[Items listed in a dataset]
# # #

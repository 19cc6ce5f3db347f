// Copyright 2024 Google LLC
//
// Licensed under the Apache License, Version 2.0 (the "License");
// you may not use this file except in compliance with the License.
// You may obtain a copy of the License at
//
//     https://www.apache.org/licenses/LICENSE-2.0
//
// Unless required by applicable law or agreed to in writing, software
// distributed under the License is distributed on an "AS IS" BASIS,
// WITHOUT WARRANTIES OR CONDITIONS OF ANY KIND, either express or implied.
// See the License for the specific language governing permissions and
// limitations under the License.

#[cfg(test)]
#[path = "config_test.rs"]
mod tests;

use std::mem::size_of;

use bitflags::bitflags;
use macros::Layout;
use zerocopy::{FromBytes, Immutable, IntoBytes, KnownLayout};

#[derive(Clone, Copy, Default, IntoBytes, FromBytes, KnownLayout, Immutable)]
#[repr(transparent)]
pub struct Command(u16);

bitflags! {
    impl Command: u16 {
        const INTX_DISABLE = 1 << 10;
        const BUS_MASTER = 1 << 2;
        const MEM = 1 << 1;
        const IO = 1 << 0;
    }
}

impl std::fmt::Debug for Command {
    fn fmt(&self, f: &mut std::fmt::Formatter<'_>) -> std::fmt::Result {
        bitflags::parser::to_writer(self, f)
    }
}

#[derive(Clone, Copy, Default, IntoBytes, FromBytes, KnownLayout, Immutable)]
#[repr(transparent)]
pub struct Status(u16);

bitflags! {
    impl Status: u16 {
        const PARITY_ERR = 1 << 15;
        const SYSTEM_ERR = 1 << 14;
        const RECEIVED_MASTER_ABORT = 1 << 13;
        const RECEIVED_TARGET_ABORT = 1 << 12;
        const CAP = 1 << 4;
        const INTX = 1 << 3;
    }
}

impl std::fmt::Debug for Status {
    fn fmt(&self, f: &mut std::fmt::Formatter<'_>) -> std::fmt::Result {
        bitflags::parser::to_writer(self, f)
    }
}

#[derive(Debug, Clone, Copy, PartialEq, Eq)]
#[repr(u8)]
pub enum HeaderType {
    Device = 0,
    Bridge = 1,
}

/// Bit 7 of the header-type byte flags a multi-function device.
pub const HEADER_TYPE_MASK: u8 = 0x7f;

#[derive(Debug, Clone, Default, FromBytes, Immutable, KnownLayout, IntoBytes, Layout)]
#[repr(C, align(8))]
pub struct CommonHeader {
    pub vendor: u16,
    pub device: u16,
    pub command: Command,
    pub status: Status,
    pub revision: u8,
    pub prog_if: u8,
    pub subclass: u8,
    pub class: u8,
    pub cache_line_size: u8,
    pub latency_timer: u8,
    pub header_type: u8,
    pub bist: u8,
}

#[derive(Debug, Clone, Default, FromBytes, Immutable, KnownLayout, IntoBytes, Layout)]
#[repr(C, align(8))]
pub struct DeviceHeader {
    pub common: CommonHeader,
    pub bars: [u32; 6],
    pub cardbus_cis_pointer: u32,
    pub subsystem_vendor: u16,
    pub subsystem: u16,
    pub expansion_rom: u32,
    pub capability_pointer: u8,
    pub reserved: [u8; 7],
    pub intx_line: u8,
    pub intx_pin: u8,
    pub min_gnt: u8,
    pub max_lat: u8,
}

/// Dword indices into a type-0 configuration header.
pub const REG_VENDOR_DEVICE: usize = CommonHeader::OFFSET_VENDOR >> 2;
pub const REG_COMMAND_STATUS: usize = CommonHeader::OFFSET_COMMAND >> 2;
pub const REG_CLASS_REVISION: usize = CommonHeader::OFFSET_REVISION >> 2;
pub const REG_HEADER_TYPE: usize = CommonHeader::OFFSET_CACHE_LINE_SIZE >> 2;
pub const REG_BAR0: usize = DeviceHeader::OFFSET_BARS >> 2;
pub const REG_BAR5: usize = REG_BAR0 + 5;
pub const REG_CAP_POINTER: usize = DeviceHeader::OFFSET_CAPABILITY_POINTER >> 2;
pub const REG_INTX: usize = DeviceHeader::OFFSET_INTX_LINE >> 2;

/// The interrupt-pin byte within the `REG_INTX` dword.
pub const INTX_PIN_MASK: u32 = 0x0000_ff00;

pub const fn is_bar_reg(reg: usize) -> bool {
    reg >= REG_BAR0 && reg <= REG_BAR5
}

pub const NR_LEGACY_REGS: usize = 256 / size_of::<u32>();
pub const NR_EXPRESS_REGS: usize = 4096 / size_of::<u32>();
pub const NR_HEADER_REGS: usize = size_of::<DeviceHeader>() / size_of::<u32>();

impl DeviceHeader {
    /// Reinterprets the first 16 dwords of a register file as a type-0
    /// header.
    pub fn from_regs(regs: &[u32]) -> DeviceHeader {
        DeviceHeader::read_from_prefix(regs.as_bytes())
            .map(|(header, _)| header)
            .unwrap_or_default()
    }
}

/// Backing storage for an emulated device's visible configuration
/// registers, one 32-bit word per configuration dword.
#[derive(Debug)]
pub struct ConfigSpace {
    regs: Box<[u32]>,
}

impl ConfigSpace {
    pub fn new(nr_regs: usize) -> ConfigSpace {
        ConfigSpace {
            regs: vec![0; nr_regs].into_boxed_slice(),
        }
    }

    pub fn reg(&self, index: usize) -> u32 {
        let Some(val) = self.regs.get(index) else {
            log::error!("config space: read of invalid register {index:#x}");
            return 0;
        };
        *val
    }

    pub fn set_reg(&mut self, index: usize, val: u32) {
        let Some(reg) = self.regs.get_mut(index) else {
            log::error!("config space: write of invalid register {index:#x}");
            return;
        };
        *reg = val;
    }
}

# # #

» Required work
Every record must be returned exactly.

» Answer below
repository 19cc6ce5f3db347f
// Copyright 2024 Google LLC
//
// Licensed under the Apache License, Version 2.0 (the "License");
// you may not use this file except in compliance with the License.
// You may obtain a copy of the License at
//
//     https://www.apache.org/licenses/LICENSE-2.0
//
// Unless required by applicable law or agreed to in writing, software
// distributed under the License is distributed on an "AS IS" BASIS,
// WITHOUT WARRANTIES OR CONDITIONS OF ANY KIND, either express or implied.
// See the License for the specific language governing permissions and
// limitations under the License.

#[cfg(test)]
#[path = "config_test.rs"]
mod tests;

use std::mem::size_of;

use bitflags::bitflags;
use macros::Layout;
use zerocopy::{FromBytes, Immutable, IntoBytes, KnownLayout};

#[derive(Clone, Copy, Default, IntoBytes, FromBytes, KnownLayout, Immutable)]
#[repr(transparent)]
pub struct Command(u16);

bitflags! {
    impl Command: u16 {
        const INTX_DISABLE = 1 << 10;
        const BUS_MASTER = 1 << 2;
        const MEM = 1 << 1;
        const IO = 1 << 0;
    }
}

impl std::fmt::Debug for Command {
    fn fmt(&self, f: &mut std::fmt::Formatter<'_>) -> std::fmt::Result {
        bitflags::parser::to_writer(self, f)
    }
}

#[derive(Clone, Copy, Default, IntoBytes, FromBytes, KnownLayout, Immutable)]
#[repr(transparent)]
pub struct Status(u16);

bitflags! {
    impl Status: u16 {
        const PARITY_ERR = 1 << 15;
        const SYSTEM_ERR = 1 << 14;
        const RECEIVED_MASTER_ABORT = 1 << 13;
        const RECEIVED_TARGET_ABORT = 1 << 12;
        const CAP = 1 << 4;
        const INTX = 1 << 3;
    }
}

impl std::fmt::Debug for Status {
    fn fmt(&self, f: &mut std::fmt::Formatter<'_>) -> std::fmt::Result {
        bitflags::parser::to_writer(self, f)
    }
}

#[derive(Debug, Clone, Copy, PartialEq, Eq)]
#[repr(u8)]
pub enum HeaderType {
    Device = 0,
    Bridge = 1,
}

/// Bit 7 of the header-type byte flags a multi-function device.
pub const HEADER_TYPE_MASK: u8 = 0x7f;

#[derive(Debug, Clone, Default, FromBytes, Immutable, KnownLayout, IntoBytes, Layout)]
#[repr(C, align(8))]
pub struct CommonHeader {
    pub vendor: u16,
    pub device: u16,
    pub command: Command,
    pub status: Status,
    pub revision: u8,
    pub prog_if: u8,
    pub subclass: u8,
    pub class: u8,
    pub cache_line_size: u8,
    pub latency_timer: u8,
    pub header_type: u8,
    pub bist: u8,
}

#[derive(Debug, Clone, Default, FromBytes, Immutable, KnownLayout, IntoBytes, Layout)]
#[repr(C, align(8))]
pub struct DeviceHeader {
    pub common: CommonHeader,
    pub bars: [u32; 6],
    pub cardbus_cis_pointer: u32,
    pub subsystem_vendor: u16,
    pub subsystem: u16,
    pub expansion_rom: u32,
    pub capability_pointer: u8,
    pub reserved: [u8; 7],
    pub intx_line: u8,
    pub intx_pin: u8,
    pub min_gnt: u8,
    pub max_lat: u8,
}

/// Dword indices into a type-0 configuration header.
pub const REG_VENDOR_DEVICE: usize = CommonHeader::OFFSET_VENDOR >> 2;
pub const REG_COMMAND_STATUS: usize = CommonHeader::OFFSET_COMMAND >> 2;
pub const REG_CLASS_REVISION: usize = CommonHeader::OFFSET_REVISION >> 2;
pub const REG_HEADER_TYPE: usize = CommonHeader::OFFSET_CACHE_LINE_SIZE >> 2;
pub const REG_BAR0: usize = DeviceHeader::OFFSET_BARS >> 2;
pub const REG_BAR5: usize = REG_BAR0 + 5;
pub const REG_CAP_POINTER: usize = DeviceHeader::OFFSET_CAPABILITY_POINTER >> 2;
pub const REG_INTX: usize = DeviceHeader::OFFSET_INTX_LINE >> 2;

/// The interrupt-pin byte within the `REG_INTX` dword.
pub const INTX_PIN_MASK: u32 = 0x0000_ff00;

pub const fn is_bar_reg(reg: usize) -> bool {
    reg >= REG_BAR0 && reg <= REG_BAR5
}

pub const NR_LEGACY_REGS: usize = 256 / size_of::<u32>();
pub const NR_EXPRESS_REGS: usize = 4096 / size_of::<u32>();
pub const NR_HEADER_REGS: usize = size_of::<DeviceHeader>() / size_of::<u32>();

impl DeviceHeader {
    /// Reinterprets the first 16 dwords of a register file as a type-0
    /// header.
    pub fn from_regs(regs: &[u32]) -> DeviceHeader {
        DeviceHeader::read_from_prefix(regs.as_bytes())
            .map(|(header, _)| header)
            .unwrap_or_default()
    }
}

/// Backing storage for an emulated device's visible configuration
/// registers, one 32-bit word per configuration dword.
#[derive(Debug)]
pub struct ConfigSpace {
    regs: Box<[u32]>,
}

impl ConfigSpace {
    pub fn new(nr_regs: usize) -> ConfigSpace {
        ConfigSpace {
            regs: vec![0; nr_regs].into_boxed_slice(),
        }
    }

    pub fn reg(&self, index: usize) -> u32 {
        let Some(val) = self.regs.get(index) else {
            log::error!("config space: read of invalid register {index:#x}");
            return 0;
        };
        *val
    }

    pub fn set_reg(&mut self, index: usize, val: u32) {
        let Some(reg) = self.regs.get_mut(index) else {
            log::error!("config space: write of invalid register {index:#x}");
            return;
        };
        *reg = val;
    }
}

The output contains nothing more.